Records excerpted from a collection:
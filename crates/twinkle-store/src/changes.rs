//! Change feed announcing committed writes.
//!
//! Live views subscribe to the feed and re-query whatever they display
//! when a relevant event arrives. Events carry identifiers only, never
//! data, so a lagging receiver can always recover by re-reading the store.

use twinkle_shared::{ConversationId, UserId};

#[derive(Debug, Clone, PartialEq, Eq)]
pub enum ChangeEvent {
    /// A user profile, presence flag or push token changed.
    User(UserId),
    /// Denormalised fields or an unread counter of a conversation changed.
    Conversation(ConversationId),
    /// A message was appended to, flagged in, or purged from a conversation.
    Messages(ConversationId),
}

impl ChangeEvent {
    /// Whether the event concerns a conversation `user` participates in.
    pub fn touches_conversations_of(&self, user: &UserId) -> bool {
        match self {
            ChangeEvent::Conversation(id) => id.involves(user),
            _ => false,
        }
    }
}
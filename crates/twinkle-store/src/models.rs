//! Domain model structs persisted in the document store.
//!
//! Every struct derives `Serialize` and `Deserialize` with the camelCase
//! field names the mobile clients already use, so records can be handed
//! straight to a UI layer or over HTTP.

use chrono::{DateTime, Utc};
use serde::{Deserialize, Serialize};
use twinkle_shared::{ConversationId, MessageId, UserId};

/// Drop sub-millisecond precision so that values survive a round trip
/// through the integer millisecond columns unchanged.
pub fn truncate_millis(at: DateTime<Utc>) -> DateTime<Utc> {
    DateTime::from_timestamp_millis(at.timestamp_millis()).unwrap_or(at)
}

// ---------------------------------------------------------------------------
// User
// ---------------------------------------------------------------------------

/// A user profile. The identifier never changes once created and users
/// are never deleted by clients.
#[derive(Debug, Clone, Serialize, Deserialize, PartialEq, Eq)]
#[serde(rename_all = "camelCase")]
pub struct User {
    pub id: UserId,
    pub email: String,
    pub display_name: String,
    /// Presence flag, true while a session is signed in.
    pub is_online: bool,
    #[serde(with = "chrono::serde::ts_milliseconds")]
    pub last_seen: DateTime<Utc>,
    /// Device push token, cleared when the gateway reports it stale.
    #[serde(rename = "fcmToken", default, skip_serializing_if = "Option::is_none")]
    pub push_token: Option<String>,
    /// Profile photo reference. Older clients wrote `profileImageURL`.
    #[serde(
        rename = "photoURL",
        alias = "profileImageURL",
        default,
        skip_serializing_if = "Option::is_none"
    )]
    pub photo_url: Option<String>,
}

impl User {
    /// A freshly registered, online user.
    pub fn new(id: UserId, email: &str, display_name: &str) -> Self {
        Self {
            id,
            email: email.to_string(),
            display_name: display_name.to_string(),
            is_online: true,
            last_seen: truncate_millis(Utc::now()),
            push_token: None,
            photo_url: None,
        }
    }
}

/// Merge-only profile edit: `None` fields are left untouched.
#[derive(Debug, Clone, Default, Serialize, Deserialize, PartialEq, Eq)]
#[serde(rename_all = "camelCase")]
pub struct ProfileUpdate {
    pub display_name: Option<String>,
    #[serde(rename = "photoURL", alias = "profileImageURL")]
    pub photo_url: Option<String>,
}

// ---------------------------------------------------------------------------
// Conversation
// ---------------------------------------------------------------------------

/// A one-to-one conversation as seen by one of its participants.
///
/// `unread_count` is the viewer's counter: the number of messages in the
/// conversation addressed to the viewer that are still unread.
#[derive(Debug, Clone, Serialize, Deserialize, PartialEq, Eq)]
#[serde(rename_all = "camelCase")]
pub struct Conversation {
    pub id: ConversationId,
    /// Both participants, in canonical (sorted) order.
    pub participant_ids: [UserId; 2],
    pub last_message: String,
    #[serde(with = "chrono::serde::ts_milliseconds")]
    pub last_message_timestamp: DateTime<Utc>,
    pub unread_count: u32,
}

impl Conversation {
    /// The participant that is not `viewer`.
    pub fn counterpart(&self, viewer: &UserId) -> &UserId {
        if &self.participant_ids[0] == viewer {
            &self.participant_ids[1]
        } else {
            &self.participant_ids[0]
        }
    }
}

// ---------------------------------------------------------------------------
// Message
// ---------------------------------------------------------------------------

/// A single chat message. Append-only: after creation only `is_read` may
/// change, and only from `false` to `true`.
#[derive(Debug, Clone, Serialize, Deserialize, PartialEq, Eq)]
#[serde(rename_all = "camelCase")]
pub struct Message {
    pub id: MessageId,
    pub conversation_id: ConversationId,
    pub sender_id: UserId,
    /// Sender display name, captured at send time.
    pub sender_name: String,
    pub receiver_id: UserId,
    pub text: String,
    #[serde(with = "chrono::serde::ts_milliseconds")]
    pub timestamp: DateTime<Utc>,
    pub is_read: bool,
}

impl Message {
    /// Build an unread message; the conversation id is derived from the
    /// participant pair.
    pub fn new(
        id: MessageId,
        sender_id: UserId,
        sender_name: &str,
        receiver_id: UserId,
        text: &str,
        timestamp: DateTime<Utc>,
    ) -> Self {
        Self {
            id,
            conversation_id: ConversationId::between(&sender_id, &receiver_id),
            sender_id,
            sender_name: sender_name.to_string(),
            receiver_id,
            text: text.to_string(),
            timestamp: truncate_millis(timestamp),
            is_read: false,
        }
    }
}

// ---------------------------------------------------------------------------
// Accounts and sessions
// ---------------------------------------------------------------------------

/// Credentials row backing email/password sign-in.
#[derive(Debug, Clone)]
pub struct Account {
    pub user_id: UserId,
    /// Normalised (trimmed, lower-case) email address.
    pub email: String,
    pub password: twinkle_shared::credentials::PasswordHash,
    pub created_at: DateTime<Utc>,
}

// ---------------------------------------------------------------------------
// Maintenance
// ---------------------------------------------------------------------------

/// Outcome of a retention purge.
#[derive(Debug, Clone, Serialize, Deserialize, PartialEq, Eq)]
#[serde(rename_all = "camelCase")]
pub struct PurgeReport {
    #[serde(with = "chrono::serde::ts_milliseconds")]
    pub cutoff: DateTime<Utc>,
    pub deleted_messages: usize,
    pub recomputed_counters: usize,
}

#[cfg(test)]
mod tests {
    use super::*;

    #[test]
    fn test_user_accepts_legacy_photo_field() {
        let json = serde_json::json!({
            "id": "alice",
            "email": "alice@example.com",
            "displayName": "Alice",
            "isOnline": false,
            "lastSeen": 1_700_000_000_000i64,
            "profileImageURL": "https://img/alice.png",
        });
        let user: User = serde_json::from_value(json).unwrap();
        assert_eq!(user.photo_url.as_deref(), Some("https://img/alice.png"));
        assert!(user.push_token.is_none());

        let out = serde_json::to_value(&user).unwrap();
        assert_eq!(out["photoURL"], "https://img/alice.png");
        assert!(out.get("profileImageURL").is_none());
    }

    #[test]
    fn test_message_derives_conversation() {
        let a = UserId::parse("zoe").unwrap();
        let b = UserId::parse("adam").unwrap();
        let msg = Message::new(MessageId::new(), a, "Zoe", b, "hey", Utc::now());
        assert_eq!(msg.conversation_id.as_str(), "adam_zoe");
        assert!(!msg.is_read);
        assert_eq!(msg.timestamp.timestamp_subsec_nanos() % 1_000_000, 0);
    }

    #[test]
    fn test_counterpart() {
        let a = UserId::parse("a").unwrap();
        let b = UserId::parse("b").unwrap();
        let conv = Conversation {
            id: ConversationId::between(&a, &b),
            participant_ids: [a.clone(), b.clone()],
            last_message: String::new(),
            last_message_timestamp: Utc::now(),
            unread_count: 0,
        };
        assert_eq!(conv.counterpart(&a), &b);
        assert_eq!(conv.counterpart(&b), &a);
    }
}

ACTIVITY: Each line of the records that holds the word "changes" should be copied out.

REPLY TO THE EXERCISE:
filename crates/twinkle-store/src/changes.rs
/// A user profile. The identifier never changes once created and users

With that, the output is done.